### EXERCISE MATERIALS
▬▬▬

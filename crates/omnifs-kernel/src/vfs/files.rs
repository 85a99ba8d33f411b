//! Path-level convenience operations on the registry.
//!
//! Each call routes its path(s) to the owning filesystem. Copies and moves
//! between filesystems go through [`Transfer`].

use std::sync::Arc;
use std::time::SystemTime;

use tokio_util::sync::CancellationToken;
use tracing::debug;

use super::content::{BoxReader, BoxWriter, DirectoryStream, read_to_end};
use super::error::{FileFault, VfsError, VfsResult};
use super::ops::FileSystem;
use super::path::{ByteString, VfsPath};
use super::registry::Registry;
use super::transfer::Transfer;
use super::types::{CopyOptions, DirectoryEntry, FileMetadata, FileStore, OpenOptions};

impl Registry {
    fn transfer(&self, cancel: &CancellationToken) -> Transfer {
        Transfer::new(cancel.clone()).with_buffer_size(self.config().transfer.buffer_size)
    }

    /// Copy options carrying the configured progress interval.
    pub fn copy_options(&self) -> CopyOptions {
        CopyOptions {
            progress_interval: self.config().transfer.progress_interval(),
            ..CopyOptions::default()
        }
    }

    pub async fn metadata(&self, path: &VfsPath, follow_links: bool) -> VfsResult<FileMetadata> {
        self.file_system_of(path)?.metadata(path, follow_links).await
    }

    /// Existence is a successful metadata lookup.
    pub async fn exists(&self, path: &VfsPath) -> bool {
        self.metadata(path, true).await.is_ok()
    }

    pub async fn read_directory(&self, dir: &VfsPath) -> VfsResult<DirectoryStream> {
        self.file_system_of(dir)?.read_directory(dir).await
    }

    pub async fn list(&self, dir: &VfsPath) -> VfsResult<Vec<DirectoryEntry>> {
        self.read_directory(dir).await?.collect().await
    }

    pub async fn open_reader(&self, path: &VfsPath) -> VfsResult<BoxReader> {
        self.file_system_of(path)?.open_reader(path).await
    }

    pub async fn open_writer(&self, path: &VfsPath, options: OpenOptions) -> VfsResult<BoxWriter> {
        self.file_system_of(path)?.open_writer(path, options).await
    }

    pub async fn read_all(&self, path: &VfsPath) -> VfsResult<Vec<u8>> {
        read_to_end(self.open_reader(path).await?).await
    }

    /// Create or truncate `path` and write `data`.
    pub async fn write_all(&self, path: &VfsPath, data: &[u8]) -> VfsResult<()> {
        let mut writer = self.open_writer(path, OpenOptions::write()).await?;
        if let Err(e) = writer.write_all(data).await {
            writer.abort().await;
            return Err(e);
        }
        writer.finish().await
    }

    pub async fn create_directory(&self, path: &VfsPath) -> VfsResult<()> {
        self.file_system_of(path)?.create_directory(path).await
    }

    /// Create `path` and any missing ancestors.
    pub async fn create_directories(&self, path: &VfsPath) -> VfsResult<()> {
        let fs = self.file_system_of(path)?;
        let path = fs.root_path().resolve(path).normalize();
        let mut missing = Vec::new();
        let mut current = Some(path.clone());
        while let Some(dir) = current {
            match fs.metadata(&dir, true).await {
                Ok(meta) if meta.is_dir() => break,
                Ok(_) => return Err(VfsError::not_directory(dir.to_string())),
                Err(e) if e.is_not_found() => {
                    current = dir.parent();
                    missing.push(dir);
                }
                Err(e) => return Err(e),
            }
        }
        for dir in missing.into_iter().rev() {
            if let Err(e) = fs.create_directory(&dir).await {
                // Lost a race with another creator.
                let raced = matches!(e, VfsError::FileAlreadyExists(_))
                    && fs.metadata(&dir, true).await.is_ok_and(|m| m.is_dir());
                if !raced {
                    return Err(e);
                }
            }
        }
        Ok(())
    }

    pub async fn create_symlink(&self, link: &VfsPath, target: &ByteString) -> VfsResult<()> {
        self.file_system_of(link)?.create_symlink(link, target).await
    }

    /// Hard link. Both paths must be on the same filesystem.
    pub async fn create_link(&self, link: &VfsPath, existing: &VfsPath) -> VfsResult<()> {
        if link.root_uri() != existing.root_uri() {
            return Err(VfsError::FileSystem(
                FileFault::new(link.to_string())
                    .with_other(existing.to_string())
                    .with_reason("hard links cannot cross file systems"),
            ));
        }
        self.file_system_of(link)?.create_link(link, existing).await
    }

    pub async fn read_symlink(&self, link: &VfsPath) -> VfsResult<ByteString> {
        self.file_system_of(link)?.read_symlink(link).await
    }

    pub async fn delete(&self, path: &VfsPath) -> VfsResult<()> {
        self.file_system_of(path)?.delete(path).await
    }

    /// Returns whether something was deleted.
    pub async fn delete_if_exists(&self, path: &VfsPath) -> VfsResult<bool> {
        match self.delete(path).await {
            Ok(()) => Ok(true),
            Err(e) if e.is_not_found() => Ok(false),
            Err(e) => Err(e),
        }
    }

    /// Delete `path` and, if it is a directory, everything below it.
    /// Symbolic links are deleted, never followed.
    pub async fn delete_recursively(
        &self,
        path: &VfsPath,
        cancel: &CancellationToken,
    ) -> VfsResult<()> {
        let fs = self.file_system_of(path)?;
        let mut stack = vec![(path.clone(), false)];
        while let Some((current, listed)) = stack.pop() {
            if cancel.is_cancelled() {
                return Err(VfsError::interrupted(format!("cancelled: {current}")));
            }
            if listed {
                fs.delete(&current).await?;
                continue;
            }
            let meta = fs.metadata(&current, false).await?;
            if !meta.is_dir() {
                fs.delete(&current).await?;
                continue;
            }
            stack.push((current.clone(), true));
            let mut entries = fs.read_directory(&current).await?;
            let mut children = Vec::new();
            while let Some(child) = entries.next_path().await? {
                children.push((child, false));
            }
            entries.close().await?;
            stack.extend(children);
        }
        Ok(())
    }

    pub async fn set_last_modified(&self, path: &VfsPath, time: SystemTime) -> VfsResult<()> {
        self.file_system_of(path)?.set_last_modified(path, time).await
    }

    pub async fn file_store(&self, path: &VfsPath) -> VfsResult<FileStore> {
        self.file_system_of(path)?.file_store(path).await
    }

    /// Paths on different filesystems are never the same file.
    pub async fn is_same_file(&self, a: &VfsPath, b: &VfsPath) -> VfsResult<bool> {
        if a.root_uri() != b.root_uri() {
            return Ok(false);
        }
        self.file_system_of(a)?.is_same_file(a, b).await
    }

    fn endpoints(
        &self,
        source: &VfsPath,
        target: &VfsPath,
    ) -> VfsResult<(Arc<dyn FileSystem>, Arc<dyn FileSystem>)> {
        Ok((self.file_system_of(source)?, self.file_system_of(target)?))
    }

    /// Copy one file or an empty directory.
    pub async fn copy(
        &self,
        source: &VfsPath,
        target: &VfsPath,
        options: &CopyOptions,
        cancel: &CancellationToken,
    ) -> VfsResult<()> {
        let (src_fs, tgt_fs) = self.endpoints(source, target)?;
        self.transfer(cancel)
            .copy((&src_fs, source), (&tgt_fs, target), options)
            .await
    }

    pub async fn move_file(
        &self,
        source: &VfsPath,
        target: &VfsPath,
        options: &CopyOptions,
        cancel: &CancellationToken,
    ) -> VfsResult<()> {
        let (src_fs, tgt_fs) = self.endpoints(source, target)?;
        self.transfer(cancel)
            .move_file((&src_fs, source), (&tgt_fs, target), options)
            .await
    }

    /// Copy a tree, one entry at a time, parents before children.
    pub async fn copy_recursively(
        &self,
        source: &VfsPath,
        target: &VfsPath,
        options: &CopyOptions,
        cancel: &CancellationToken,
    ) -> VfsResult<()> {
        let (src_fs, tgt_fs) = self.endpoints(source, target)?;
        let transfer = self.transfer(cancel);
        let mut queue = vec![(source.clone(), target.clone())];
        while let Some((src, tgt)) = queue.pop() {
            transfer
                .copy((&src_fs, &src), (&tgt_fs, &tgt), options)
                .await?;
            let meta = src_fs.metadata(&src, !options.no_follow_links).await?;
            if !meta.is_dir() {
                continue;
            }
            let entries = src_fs.read_directory(&src).await?.collect().await?;
            debug!(dir = %src, count = entries.len(), "copying directory children");
            for entry in entries.into_iter().rev() {
                let name = entry.name.as_bytes();
                queue.push((src.resolve_name(name), tgt.resolve_name(name)));
            }
        }
        Ok(())
    }
}
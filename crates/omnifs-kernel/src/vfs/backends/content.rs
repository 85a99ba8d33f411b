//! Content-resolver backend: flat, non-hierarchical `content://` items.

use std::fmt;
use std::sync::Arc;
use std::time::SystemTime;

use async_trait::async_trait;

use super::cursor::{CursorRow, ResolverError, columns};
use super::document::WriteMode;
use crate::vfs::content::{BoxReader, BoxWriter, DirectoryStream};
use crate::vfs::error::{VfsError, VfsResult};
use crate::vfs::ops::{FileSystem, FsHandle};
use crate::vfs::path::VfsPath;
use crate::vfs::registry::FileSystemProvider;
use crate::vfs::types::{
    BackendKind, FileKey, FileMetadata, FileStore, FileType, OpenOptions,
};
use crate::vfs::uri::Uri;

const PROJECTION: &[&str] = &[
    columns::DISPLAY_NAME,
    columns::SIZE,
    columns::LAST_MODIFIED,
    columns::MIME_TYPE,
];

/// Platform content resolver.
#[async_trait]
pub trait ContentResolver: Send + Sync + fmt::Debug {
    /// The row for `uri` restricted to `projection`, or `None` if there is
    /// no such item.
    async fn query(&self, uri: &Uri, projection: &[&str])
    -> Result<Option<CursorRow>, ResolverError>;

    async fn open_read(&self, uri: &Uri) -> Result<BoxReader, ResolverError>;

    async fn open_write(&self, uri: &Uri, mode: WriteMode) -> Result<BoxWriter, ResolverError>;

    async fn delete(&self, uri: &Uri) -> Result<(), ResolverError>;
}

/// Provider for the `content` scheme.
#[derive(Debug)]
pub struct ContentProvider {
    resolver: Arc<dyn ContentResolver>,
}

impl ContentProvider {
    pub fn new(resolver: Arc<dyn ContentResolver>) -> Self {
        Self { resolver }
    }
}

impl FileSystemProvider for ContentProvider {
    fn kind(&self) -> BackendKind {
        BackendKind::Content
    }

    fn new_file_system(&self, root: Arc<Uri>) -> VfsResult<Arc<dyn FileSystem>> {
        if root.host().is_none_or(str::is_empty) {
            return Err(VfsError::file_system(
                root.to_string(),
                "content root needs an authority",
            ));
        }
        Ok(Arc::new(ContentFileSystem {
            handle: FsHandle::new(root),
            resolver: self.resolver.clone(),
        }))
    }
}

#[derive(Debug)]
pub struct ContentFileSystem {
    handle: FsHandle,
    resolver: Arc<dyn ContentResolver>,
}

impl ContentFileSystem {
    async fn query(&self, path: &VfsPath, uri: &Uri) -> VfsResult<CursorRow> {
        self.resolver
            .query(uri, PROJECTION)
            .await
            .map_err(|e| e.into_vfs(path.to_string()))?
            .ok_or_else(|| VfsError::no_such_file(path.to_string()))
    }
}

#[async_trait]
impl FileSystem for ContentFileSystem {
    fn kind(&self) -> BackendKind {
        BackendKind::Content
    }

    fn root_uri(&self) -> &Arc<Uri> {
        self.handle.root()
    }

    fn is_open(&self) -> bool {
        self.handle.is_open()
    }

    async fn close(&self) -> VfsResult<()> {
        self.handle.mark_closed();
        Ok(())
    }

    async fn metadata(&self, path: &VfsPath, _follow_links: bool) -> VfsResult<FileMetadata> {
        let path = self.handle.check(path)?;
        let uri = path.to_uri();
        let row = self.query(&path, &uri).await?;
        let mut meta = FileMetadata::new(
            FileKey::Opaque(uri.to_string()),
            FileType::Regular,
            row.integer(columns::SIZE)
                .and_then(|s| u64::try_from(s).ok())
                .unwrap_or(0),
            row.time_millis(columns::LAST_MODIFIED)
                .unwrap_or(SystemTime::UNIX_EPOCH),
        );
        meta.mime_type = row.text(columns::MIME_TYPE).map(str::to_string);
        Ok(meta)
    }

    async fn read_directory(&self, dir: &VfsPath) -> VfsResult<DirectoryStream> {
        self.handle.check(dir)?;
        Err(VfsError::not_directory(dir.to_string()))
    }

    async fn open_reader(&self, path: &VfsPath) -> VfsResult<BoxReader> {
        let path = self.handle.check(path)?;
        self.resolver
            .open_read(&path.to_uri())
            .await
            .map_err(|e| e.into_vfs(path.to_string()))
    }

    async fn file_store(&self, path: &VfsPath) -> VfsResult<FileStore> {
        self.handle.check(path)?;
        Ok(FileStore {
            name: self.handle.root().host().unwrap_or_default().to_string(),
            store_type: "content".to_string(),
            ..FileStore::default()
        })
    }

    async fn open_writer(&self, path: &VfsPath, options: OpenOptions) -> VfsResult<BoxWriter> {
        let path = self.handle.check(path)?;
        let uri = path.to_uri();
        match self.query(&path, &uri).await {
            Ok(_) if options.create_new => {
                return Err(VfsError::already_exists(path.to_string()));
            }
            Ok(_) => {}
            Err(e) if e.is_not_found() && options.may_create() => {
                return Err(VfsError::unsupported(format!("creating {path}")));
            }
            Err(e) => return Err(e),
        }
        let mode = if options.append {
            WriteMode::Append
        } else if options.truncate_existing {
            WriteMode::Truncate
        } else {
            WriteMode::Overwrite
        };
        self.resolver
            .open_write(&uri, mode)
            .await
            .map_err(|e| e.into_vfs(path.to_string()))
    }

    async fn create_directory(&self, path: &VfsPath) -> VfsResult<()> {
        Err(VfsError::unsupported(format!("create_directory {path}")))
    }

    async fn delete(&self, path: &VfsPath) -> VfsResult<()> {
        let path = self.handle.check(path)?;
        self.resolver
            .delete(&path.to_uri())
            .await
            .map_err(|e| e.into_vfs(path.to_string()))
    }
}
fn reply_code(line: &str) -> Option<u16> {
    if line.len() < 3 || !line.as_bytes()[..3].iter().all(u8::is_ascii_digit) {
        return None;
    }
    line[..3].parse().ok()
}

/// Port from `229 Entering Extended Passive Mode (|||6446|)`.
pub fn parse_epsv(text: &str) -> Option<u16> {
    let start = text.find('(')?;
    let end = text[start..].find(')')? + start;
    let inner = &text[start + 1..end];
    let delim = inner.chars().next()?;
    inner
        .split(delim)
        .filter(|s| !s.is_empty())
        .next_back()?
        .parse()
        .ok()
}

/// Address from `227 Entering Passive Mode (h1,h2,h3,h4,p1,p2)`.
pub fn parse_pasv(text: &str) -> Option<SocketAddr> {
    let start = text.find('(').map_or(0, |i| i + 1);
    let digits: Vec<u8> = text[start..]
        .split(|c: char| !c.is_ascii_digit())
        .filter(|s| !s.is_empty())
        .take(6)
        .map(str::parse)
        .collect::<Result<_, _>>()
        .ok()?;
    if digits.len() != 6 {
        return None;
    }
    let ip = IpAddr::from([digits[0], digits[1], digits[2], digits[3]]);
    let port = u16::from(digits[4]) << 8 | u16::from(digits[5]);
    Some(SocketAddr::new(ip, port))
}

pub struct TcpFtpSession {
    control: BufReader<Channel>,
    peer: SocketAddr,
    local: SocketAddr,
    /// Set for `ftps` and `ftpes`; data connections are wrapped too.
    tls: Option<TlsSetup>,
    mode: FtpMode,
    timeout: Duration,
    mlsd: bool,
    /// Listener for an active-mode transfer that has been announced.
    active: Option<TcpListener>,
}
//! Forward-only archive writing.
//!
//! Entries go out one at a time: header first, then exactly `size` bytes of
//! content for regular files, nothing for directories and symlinks.

use std::ffi::OsStr;
use std::io::{self, Read, Write};
use std::os::unix::ffi::OsStrExt;
use std::path::Path;
use std::time::SystemTime;

use super::codec::ArchiveFormat;
use super::entry::ArchiveEntry;
use super::error::ArchiveError;
use crate::vfs::types::FileType;

enum Compressor<W: Write> {
    Plain(W),
    Zstd(zstd::stream::write::Encoder<'static, W>),
    Xz(xz2::write::XzEncoder<W>),
}

impl<W: Write> Compressor<W> {
    fn finish(self) -> io::Result<W> {
        match self {
            Compressor::Plain(w) => Ok(w),
            Compressor::Zstd(e) => e.finish(),
            Compressor::Xz(e) => e.finish(),
        }
    }
}

impl<W: Write> Write for Compressor<W> {
    fn write(&mut self, buf: &[u8]) -> io::Result<usize> {
        match self {
            Compressor::Plain(w) => w.write(buf),
            Compressor::Zstd(e) => e.write(buf),
            Compressor::Xz(e) => e.write(buf),
        }
    }

    fn flush(&mut self) -> io::Result<()> {
        match self {
            Compressor::Plain(w) => w.flush(),
            Compressor::Zstd(e) => e.flush(),
            Compressor::Xz(e) => e.flush(),
        }
    }
}

/// Writes a tar-family archive to `W`.
pub struct ArchiveSink<W: Write> {
    builder: tar::Builder<Compressor<W>>,
}

fn unix_secs(time: Option<SystemTime>) -> u64 {
    time.and_then(|t| t.duration_since(SystemTime::UNIX_EPOCH).ok())
        .map_or(0, |d| d.as_secs())
}

impl<W: Write> ArchiveSink<W> {
    pub fn new(inner: W, format: ArchiveFormat) -> Result<Self, ArchiveError> {
        let compressor = match format {
            ArchiveFormat::Tar => Compressor::Plain(inner),
            ArchiveFormat::TarZstd => Compressor::Zstd(
                zstd::stream::write::Encoder::new(inner, 0)
                    .map_err(|e| ArchiveError::from_io("open_encoder", e))?,
            ),
            ArchiveFormat::TarXz => Compressor::Xz(xz2::write::XzEncoder::new(inner, 6)),
            ArchiveFormat::Zip => {
                return Err(ArchiveError::unsupported(
                    "open_writer",
                    "writing zip archives is not supported",
                ));
            }
        };
        let mut builder = tar::Builder::new(compressor);
        builder.follow_symlinks(false);
        Ok(Self { builder })
    }

    fn header(entry: &ArchiveEntry) -> tar::Header {
        let mut header = tar::Header::new_gnu();
        header.set_entry_type(match entry.file_type {
            FileType::Directory => tar::EntryType::Directory,
            FileType::Symlink => tar::EntryType::Symlink,
            _ => tar::EntryType::Regular,
        });
        header.set_size(if entry.file_type.is_file() { entry.size } else { 0 });
        header.set_mode(entry.mode);
        header.set_mtime(unix_secs(entry.last_modified));
        if let Some(owner) = &entry.owner {
            header.set_uid(u64::from(owner.id));
            if let Some(name) = &owner.name {
                // Names that do not fit the field are dropped.
                let _ = header.set_username(&name.to_string_lossy());
            }
        }
        if let Some(group) = &entry.group {
            header.set_gid(u64::from(group.id));
            if let Some(name) = &group.name {
                let _ = header.set_groupname(&name.to_string_lossy());
            }
        }
        if let Some(gnu) = header.as_gnu_mut() {
            gnu.set_atime(unix_secs(entry.last_access));
            gnu.set_ctime(unix_secs(entry.creation));
        }
        header
    }

    /// Append one entry. `content` must yield exactly `entry.size` bytes for
    /// regular files and is ignored otherwise.
    pub fn write_entry(
        &mut self,
        entry: &ArchiveEntry,
        content: Option<&mut dyn Read>,
    ) -> Result<(), ArchiveError> {
        let mut header = Self::header(entry);
        let mut name = entry.name.as_bytes().to_vec();
        if entry.file_type.is_dir() && !name.ends_with(b"/") {
            name.push(b'/');
        }
        let path = Path::new(OsStr::from_bytes(&name));
        match entry.file_type {
            FileType::Symlink => {
                let target = entry
                    .symlink_target
                    .as_ref()
                    .map(|t| t.as_bytes())
                    .unwrap_or_default();
                self.builder
                    .append_link(&mut header, path, OsStr::from_bytes(target))
                    .map_err(|e| ArchiveError::from_io("write_header", e))
            }
            FileType::Regular => {
                let Some(content) = content else {
                    return Err(ArchiveError::new(
                        rustix::io::Errno::INVAL,
                        "write_data",
                        "regular entry without content",
                    ));
                };
                self.builder
                    .append_data(&mut header, path, content.take(entry.size))
                    .map_err(|e| ArchiveError::from_io("write_data", e))
            }
            _ => self
                .builder
                .append_data(&mut header, path, io::empty())
                .map_err(|e| ArchiveError::from_io("write_header", e)),
        }
    }

    /// Write the end-of-archive marker, flush the compressor and return the
    /// underlying writer.
    pub fn finish(self) -> Result<W, ArchiveError> {
        let compressor = self
            .builder
            .into_inner()
            .map_err(|e| ArchiveError::from_io("finish", e))?;
        compressor
            .finish()
            .map_err(|e| ArchiveError::from_io("finish", e))
    }
}

#[cfg(test)]
mod tests {
    use super::*;
    use crate::vfs::backends::archive::codec::{ArchiveSource, Flow};
    use crate::vfs::path::ByteString;
    use crate::vfs::types::PosixPrincipal;

    fn write_fixture(format: ArchiveFormat, path: &Path) {
        let mut sink = ArchiveSink::new(std::fs::File::create(path).unwrap(), format).unwrap();
        sink.write_entry(&ArchiveEntry::directory("docs"), None).unwrap();
        let mut report = ArchiveEntry::new("docs/report.txt", FileType::Regular, 5);
        report.owner = Some(PosixPrincipal {
            id: 1000,
            name: Some(ByteString::from("alice")),
        });
        report.last_modified = Some(SystemTime::UNIX_EPOCH + std::time::Duration::from_secs(86_400));
        sink.write_entry(&report, Some(&mut &b"hello"[..])).unwrap();
        sink.write_entry(&ArchiveEntry::symlink("latest", "docs/report.txt"), None)
            .unwrap();
        sink.finish().unwrap();
    }

    #[test]
    fn test_written_archives_read_back() {
        let dir = tempfile::tempdir().unwrap();
        for format in [ArchiveFormat::Tar, ArchiveFormat::TarZstd, ArchiveFormat::TarXz] {
            let path = dir.path().join(format!("out.{format}"));
            write_fixture(format, &path);

            let source = ArchiveSource::open(&path, b"out").unwrap();
            assert_eq!(source.format(), format);
            let mut entries = Vec::new();
            source
                .for_each_entry(&[], |_, entry, data| {
                    let mut content = Vec::new();
                    data.read_to_end(&mut content).unwrap();
                    entries.push((entry.clone(), content));
                    Ok(Flow::Continue)
                })
                .unwrap();
            assert_eq!(entries.len(), 3, "{format}");
            assert_eq!(entries[0].0.name.as_bytes(), b"docs/");
            assert_eq!(entries[1].1, b"hello");
            let owner = entries[1].0.owner.as_ref().unwrap();
            assert_eq!(owner.id, 1000);
            assert_eq!(owner.name.as_ref().unwrap().as_bytes(), b"alice");
            assert_eq!(entries[2].0.file_type, FileType::Symlink);
        }
    }

    #[test]
    fn test_zip_output_unsupported() {
        let err = ArchiveSink::new(Vec::new(), ArchiveFormat::Zip).err().unwrap();
        assert_eq!(err.errno, rustix::io::Errno::NOTSUP);
    }
}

▬▬▬

### TRY IT
Count every line of the material above that holds the string "deleted", then state only the total.

### ANSWER SECTION
2